E’ ben vero che il provvedimento di confisca dell'area sulla quale risulta realizzata o gestita la discarica non autorizzata non può essere disposto dal giudice, con la sentenza di condanna, in caso di comproprietà dell'area stessa, allorché i comproprietari non siano responsabili, quanto meno a titolo di concorso, del reato di discarica abusiva, non avendo l'area una intrinseca criminalità in senso assoluto e potendo essere bonificata dai residui inquinanti. Tuttavia la restituzione dell'intero bene, ad uno o più titolari della comproprietà indivisa rimasti estranei al reato, consentirebbe anche al proprietario condannato di riacquistare la piena disponibilità dell'immobile, con evidente elusione della ratio della norma, che va individuata nell'opposta esigenza di evitare che l'area interessata rimanga nella disponibilità del proprietario, il quale l’abbia già utilizzata come strumento del reato. Affinché, pertanto, il diritto del terzo estraneo al reato non venga sacrificato, la quota di spettanza di esso estraneo potrà essergli restituita come proprietà singolare sulla quale il reo non abbia diritto di disporre.


RITENUTO IN FATTO

1. Con l’impugnata sentenza, la Corte di appello di Napoli, ai fini qui di interesse, confermava la decisione emessa dal Tribunale di Napoli e appellata dagli imputati, la quale, riconosciute le circostanze attenuanti generiche, aveva condannato Luigi Vincenzo Torelli ed Antonio Aldo Torelli alla pena ritenuta di giustizia  in relazione al reato di cui agli artt. 110 cod. pen., 256-bis, d.lgs. n. 152 del 2006, per aver appiccato il fuoco a rifiuti, anche pericolosi, abbandonati su un terreno di proprietà del primo; il solo Luigi Vincenzo Torelli, anche del reato di cui all’art. 256, comma 3, del medesimo d.lgs. per aver realizzato e gestito  una discarica non autorizzata di rifiuti di vario genere – pericolosi e non – per un quantitativo di circa sei metri cubi.
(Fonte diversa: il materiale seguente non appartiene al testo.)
//! Replicated HTTP session persistence over redis.
//!
//! This crate decides when a session is read, written and expired:
//! - [`SessionManager`]: create, find, save and remove sessions, with
//!   collision-free id claims and change detection
//! - [`Session`]: typed attributes with dirty tracking
//! - [`SessionCodec`]: byte payloads prefixed with an attribute hash
//! - [`SessionContext`]: the per-request binding the manager works on
//!
//! # Example
//!
//! ```rust,ignore
//! use halyard_session::{SessionContext, SessionManager};
//!
//! let config = halyard_config::load_config(None)?.config;
//! let manager = SessionManager::from_config(&config).await?;
//!
//! let mut ctx = SessionContext::new();
//! manager.create_session(&mut ctx, None).await?;
//! manager.set_attribute(&mut ctx, "user", "alice".to_string()).await;
//! manager.after_request(&mut ctx).await;
//! ```

mod codec;
mod context;
mod error;
mod ids;
mod manager;
mod session;
mod value;

pub use codec::{SessionCodec, SessionMetadata};
pub use context::SessionContext;
pub use error::{CodecError, Result, SessionError};
pub use ids::{IdGenerator, RandomIdGenerator};
pub use manager::{MAX_CLAIM_ATTEMPTS, NULL_SENTINEL, SaveOutcome, SessionManager};
pub use session::Session;
pub use value::{AttributeValue, SessionValue, TypeRegistry};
 2. Avverso l’indicata sentenza Luigi Vincenzo  Torelli e Antonio Aldo Torelli, per il tramite del comune difensore di fiducia, con il medesimo atto propongono ricorso per cassazione affidato a quattro motivi.
2.1. Con il primo motivo si deduce, per entrambi i ricorrente, la violazione dell’art. 606, comma 1, lett. c) cod. proc. pen. in relazione agli artt. 161, 178, 179 e 185 cod. proc. pen. Rappresenta il difensore che la notifica agli imputati del provvedimento del 29 agosto 2002, con il quale la Corte di appello disponeva il differimento dell’udienza – già fissata per il 12 settembre 2022 -  al 16 gennaio 2023, è stata effettuata ai sensi dell’art. 161, comma 4, cod. proc. pen., non essendo andato buon fine, stante il mancato reperimenti di entrambi, il precedente tentativo di notifica al domicilio eletto di Giugliano in Campania, via Grotta dell’Olmo 71/72; espone tuttavia il difensore che gli imputati avevano eletto domicilio alla via della Grotta dell’Olmo n. 72/1, sicché la notifica, effettuata ai sensi dell’art. 161, comma 4, cod. proc. pen.  sarebbe affetta da nullità assoluta, come stabilito da Sez. II, n. 3967 del 20/12/2022.
2.2. Con il secondo motivo si eccepisce, per il solo Antonio Aldo Torelli, la violazione dell’art. 606, comma 1, lett. b) ed e), cod. proc. pen. in relazione agli artt. 256-bis d.lgs. n. 152 del 2006 e 533 cod. proc. pen. Evidenzia il difensore che la Corte di appello ha confermato il giudizio di penale responsabilità sulla base del mero utilizzo di un pronome plurale (“loro di hanno chiamato”), da parte del computato Djene, senza tener conto del fatto che il Torelli, come dichiarato dallo stesso coimputato, arrivò sul posto solo dopo l’appiccamento del fuoco.
2.3. Con il terzo motivo si lamenta, per il solo Luigi Vincenzo Torelli, la violazione dell’art. 606, comma 1, lett. b) ed e), cod. proc. pen. in relazione all’art. 256 d.lgs. n. 152 del 2006. Espone il difensore che la Corte d’appello ha ravvisato il delitto in esame con un ragionamento presuntivo, senza indicare alcun elemento oggettivo – tra quali individuati dalla giurisprudenza, come l’accunulo reiterato e non occasiona, la definitività dell’abbandono, il degrado dell’area, la quantità considerevole di rifiuti - sulla base del quale ritenere provata la realizzazione di una discarica abusiva, piuttosto che quella – meno grave – di abbandono di rifiuti.
2.4. Con il quarto motivo si censura, per il solo Luigi Vincenzo Torelli, la violazione dell’art. 606, comma 1, lett. b) ed e), cod. proc. pen. in relazione gli artt. 256, comma 3, d.lgs. n. 152 del 2006 e 240 cod. pen. Il difensore censura la motivazione, laddove ha confermato la statuizione della confisca, sebbene l’area sia di comproprietà di Manuela Mazzarella, moglie del Torelli ed estranea ai fatti di reato, stante il principio, più volte affermato dalla giurisprudenza di legittimità, di indisponibilità della condisca in caso di comproprietà dell’area con persona non concorrente nel reato e della non applicabilità neppure della confisca ex art. 240, comma 3, cod. pen. in caso di estraneità al reato del terzo proprietario. 
 

CONSIDERATO IN DIRITTO

1. I ricorsi sono, nel complesso, infondati.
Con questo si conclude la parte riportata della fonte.